Your task: Check each line of the entries. Copy the ones that contain the string "println".

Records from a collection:
═══

//! Command line interface for the Discord to Nostr bridge. Runs the bridge,
//! writes a configuration template, signs one-off notes, and verifies
//! signed notes.

mod bridge;
mod config;
mod content;
mod discord;
mod error;
mod event;
mod relay;
mod signer;

use std::{fs, path::Path, sync::Arc};

use anyhow::{bail, Context};
use clap::{Parser, Subcommand};
use config::Settings;
use tokio::sync::mpsc;
use tracing::{info, warn};
use tracing_subscriber::EnvFilter;

use crate::{bridge::Bridge, discord::Gateway, event::UnsignedEvent, relay::Relay, signer::Signer};

/// Capacity of the gateway to bridge queue.
const EVENT_QUEUE: usize = 256;

/// Command line interface entry point.
#[derive(Parser)]
#[command(
    name = "cordstr",
    author,
    version,
    about = "Forward a Discord channel to a Nostr relay as signed notes"
)]
struct Cli {
    /// Path to the `.env` configuration file.
    #[arg(long, default_value = ".env")]
    env: String,
    /// Subcommand to execute.
    #[command(subcommand)]
    command: Commands,
}

/// Supported CLI subcommands.
#[derive(Subcommand)]
enum Commands {
    /// Write a configuration template to the `--env` path.
    Init,
    /// Connect to Discord and the relay and forward messages until interrupted.
    Run,
    /// Sign a single note and print it as JSON.
    Note {
        /// Message text; mention markers are stripped.
        text: String,
        /// Attachment URL appended on its own line (repeatable).
        #[arg(long = "attachment")]
        attachments: Vec<String>,
        /// Override the creation timestamp (Unix seconds).
        #[arg(long)]
        created_at: Option<u64>,
        /// Also send the note to the configured relay.
        #[arg(long)]
        publish: bool,
    },
    /// Check the id and signature of a note stored as JSON.
    Verify {
        /// Path to the note file.
        file: String,
    },
}

/// Execute the selected CLI subcommand.
async fn run(cli: Cli) -> anyhow::Result<()> {
    match cli.command {
        Commands::Init => write_env_template(&cli.env)?,
        Commands::Run => {
            let cfg = Settings::from_env(&cli.env)?;
            run_bridge(cfg).await?;
        }
        Commands::Note {
            text,
            attachments,
            created_at,
            publish,
        } => {
            let cfg = Settings::from_env(&cli.env)?;
            let signer = load_signer(&cfg)?;
            let text = content::normalize(&text, &attachments);
            let mut unsigned = UnsignedEvent::text_note(cfg.nostr_pubkey.clone(), text);
            if let Some(ts) = created_at {
                unsigned = unsigned.with_created_at(ts);
            }
            let event = signer.sign(unsigned)?;
            println!("{}", serde_json::to_string(&event)?);
            if publish {
                let relay = Relay::new(cfg.nostr_relay_url.clone(), cfg.tor_socks.clone());
                let reply = relay.publish(&event).await?;
                relay.close().await;
                println!("{reply:?}");
            }
        }
        Commands::Verify { file } => {
            let data = fs::read_to_string(&file).with_context(|| format!("reading {file}"))?;
            let ev: event::Event = serde_json::from_str(&data)?;
            ev.verify().with_context(|| format!("note {} failed verification", ev.id))?;
            println!("ok {}", ev.id);
        }
    }
    Ok(())
}

/// Decode the secret key and warn if it does not match the configured author.
///
/// The key is decoded once here, so a malformed `NOSTR_PRIVKEY` stops `run`
/// and `note` at startup instead of failing each message with `KeyDecode`.
fn load_signer(cfg: &Settings) -> anyhow::Result<Signer> {
    let signer = Signer::from_hex(&cfg.nostr_privkey).context("NOSTR_PRIVKEY")?;
    if signer.public_key_hex() != cfg.nostr_pubkey {
        warn!(
            configured = %cfg.nostr_pubkey,
            derived = %signer.public_key_hex(),
            "NOSTR_PUBKEY does not match NOSTR_PRIVKEY; relays will reject these notes"
        );
    }
    Ok(signer)
}

/// Wire gateway, bridge and relay together and run until a shutdown signal.
async fn run_bridge(cfg: Settings) -> anyhow::Result<()> {
    let signer = load_signer(&cfg)?;
    let relay = Relay::new(cfg.nostr_relay_url.clone(), cfg.tor_socks.clone());
    if let Err(e) = relay.connect().await {
        warn!(error = %e, relay = %relay.url(), "relay unavailable; will retry on the next note");
    }
    let bridge = Arc::new(Bridge::new(
        cfg.discord_channel_id.clone(),
        cfg.nostr_pubkey.clone(),
        signer,
        relay,
    ));

    let (tx, rx) = mpsc::channel(EVENT_QUEUE);
    let dispatcher = tokio::spawn(crate::bridge::dispatch(bridge.clone(), rx));
    let mut gateway = Gateway::new(cfg.discord_gateway_url.clone(), cfg.discord_token.clone());

    info!(channel_id = %cfg.discord_channel_id, "bridge running, press Ctrl+C to exit");
    let result = tokio::select! {
        res = gateway.run(tx) => res,
        _ = shutdown_signal() => {
            info!("shutting down");
            Ok(())
        }
    };
    dispatcher.abort();
    bridge.relay().close().await;
    result
}

#[cfg(unix)]
async fn shutdown_signal() {
    use tokio::signal::unix::{signal, SignalKind};
    let mut term = match signal(SignalKind::terminate()) {
        Ok(s) => s,
        Err(e) => {
            warn!(error = %e, "cannot listen for SIGTERM");
            let _ = tokio::signal::ctrl_c().await;
            return;
        }
    };
    tokio::select! {
        _ = tokio::signal::ctrl_c() => {}
        _ = term.recv() => {}
    }
}

#[cfg(not(unix))]
async fn shutdown_signal() {
    let _ = tokio::signal::ctrl_c().await;
}

/// Create a template `.env` at `path`, refusing to overwrite an existing file.
fn write_env_template(path: &str) -> anyhow::Result<()> {
    let env_path = Path::new(path);
    if env_path.exists() {
        bail!("{path} already exists");
    }
    if let Some(parent) = env_path.parent() {
        if !parent.as_os_str().is_empty() {
            fs::create_dir_all(parent)?;
        }
    }
    fs::write(env_path, config::template())?;
    println!("wrote {path}; fill in the empty values before `cordstr run`");
    Ok(())
}

fn init_tracing() {
    let filter =
        EnvFilter::try_from_default_env().unwrap_or_else(|_| EnvFilter::new("cordstr=info"));
    tracing_subscriber::fmt()
        .with_env_filter(filter)
        .with_writer(std::io::stderr)
        .init();
}

#[cfg(not(test))]
#[tokio::main]
async fn main() -> anyhow::Result<()> {
    init_tracing();
    let cli = Cli::parse();
    run(cli).await
}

═══

Solution for this task:
            println!("{}", serde_json::to_string(&event)?);
                println!("{reply:?}");
            println!("ok {}", ev.id);
    println!("wrote {path}; fill in the empty values before `cordstr run`");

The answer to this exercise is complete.